**ABOUT THIS TASK**
When you reach the line containing "if let Some(v)" in the entries below, please begin setting down lines exactly, stop only after the last one, and add nothing else.

- Opening Delimiter -

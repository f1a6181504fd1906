//! Group ordering from a flat, user-supplied precedence list.
//!
//! Each group gets a [`RankKey`]: one digit per column, leftmost column most significant. Digit
//! `i` is the position of the group's column-`i` value in the precedence list restricted to that
//! column, or the length of that sublist when the value is not listed. Comparing keys
//! lexicographically is the same as comparing one positional number whose radix exceeds every
//! per-column rank, without any risk of overflow or float rounding.

use crate::group::Group;
use serde::{Deserialize, Serialize};

/// How `(column, value)` entries of a [`PreferredOrder`] are matched.
#[derive(Debug, Clone, Copy, Default, PartialEq, Eq, Serialize, Deserialize)]
#[serde(rename_all = "lowercase")]
pub enum OrderScope {
    /// Entries only rank values of their own column.
    #[default]
    Column,
    /// Entry columns are ignored; the values form one list applied to every column.
    Global,
}

impl OrderScope {
    pub fn parse(raw: &str) -> Option<Self> {
        match raw.trim().to_ascii_lowercase().as_str() {
            "column" => Some(Self::Column),
            "global" => Some(Self::Global),
            _ => None,
        }
    }

    pub fn as_str(self) -> &'static str {
        match self {
            Self::Column => "column",
            Self::Global => "global",
        }
    }
}

/// Ordered `(column, value)` precedence list.
///
/// Entries naming an unknown column or a value absent from the data simply never match.
#[derive(Debug, Clone, Default, PartialEq, Eq, Serialize, Deserialize)]
#[serde(transparent)]
pub struct PreferredOrder {
    entries: Vec<(String, String)>,
}

impl PreferredOrder {
    pub fn new() -> Self {
        Self::default()
    }

    pub fn with(mut self, column: impl Into<String>, value: impl Into<String>) -> Self {
        self.push(column, value);
        self
    }

    pub fn push(&mut self, column: impl Into<String>, value: impl Into<String>) {
        self.entries.push((column.into(), value.into()));
    }

    pub fn is_empty(&self) -> bool {
        self.entries.is_empty()
    }

    pub fn entries(&self) -> &[(String, String)] {
        &self.entries
    }

    fn sublist(&self, column: &str, scope: OrderScope) -> Vec<&str> {
        let mut out: Vec<&str> = Vec::new();
        for (c, v) in &self.entries {
            if scope == OrderScope::Column && c != column {
                continue;
            }
            if !out.contains(&v.as_str()) {
                out.push(v.as_str());
            }
        }
        out
    }
}

impl<C: Into<String>, V: Into<String>> FromIterator<(C, V)> for PreferredOrder {
    fn from_iter<I: IntoIterator<Item = (C, V)>>(iter: I) -> Self {
        let mut order = PreferredOrder::new();
        for (c, v) in iter {
            order.push(c, v);
        }
        order
    }
}

/// Multi-digit ordering key; most significant digit first.
#[derive(Debug, Clone, PartialEq, Eq, PartialOrd, Ord, Hash, Serialize, Deserialize)]
#[serde(transparent)]
pub struct RankKey(Vec<usize>);

impl RankKey {
    pub fn digits(&self) -> &[usize] {
        &self.0
    }
}

#[derive(Debug, Clone)]
pub struct OrderingPolicy<'a> {
    sublists: Vec<Vec<&'a str>>,
    enabled: bool,
}

impl<'a> OrderingPolicy<'a> {
    pub fn new(columns: &[String], preferred: &'a PreferredOrder, scope: OrderScope) -> Self {
        Self {
            sublists: columns
                .iter()
                .map(|c| preferred.sublist(c, scope))
                .collect(),
            enabled: !preferred.is_empty(),
        }
    }

    /// Whether a precedence list was supplied at all.
    pub fn is_enabled(&self) -> bool {
        self.enabled
    }

    pub fn rank(&self, values: &[String]) -> RankKey {
        RankKey(
            self.sublists
                .iter()
                .enumerate()
                .map(|(i, sublist)| {
                    values
                        .get(i)
                        .and_then(|v| sublist.iter().position(|s| *s == v.as_str()))
                        .unwrap_or(sublist.len())
                })
                .collect(),
        )
    }

    /// Stable ascending sort by [`RankKey`]; a no-op without a precedence list.
    pub fn sort_groups(&self, groups: &mut [Group]) {
        if !self.enabled {
            return;
        }
        groups.sort_by_cached_key(|g| self.rank(&g.values));
    }

    /// Orders one column's distinct values: listed values first, in list order, then the rest
    /// in encounter order.
    pub fn order_values<'v>(
        &self,
        column_idx: usize,
        values: impl IntoIterator<Item = &'v str>,
    ) -> Vec<&'v str> {
        let values: Vec<&'v str> = values.into_iter().collect();
        let Some(sublist) = self.sublists.get(column_idx) else {
            return values;
        };

        let mut out: Vec<&'v str> = Vec::with_capacity(values.len());
        for listed in sublist {
            if let Some(v) = values.iter().find(|v| **v == *listed) {
                out.push(*v);
            }
        }
        for v in &values {
            if !sublist.iter().any(|s| s == v) {
                out.push(*v);
            }
        }
        out
    }
}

- Closing Delimiter -

**OUTPUT BELOW**
            if let Some(v) = values.iter().find(|v| **v == *listed) {
                out.push(*v);
            }
        }
        for v in &values {
            if !sublist.iter().any(|s| s == v) {
                out.push(*v);
            }
        }
        out
    }
}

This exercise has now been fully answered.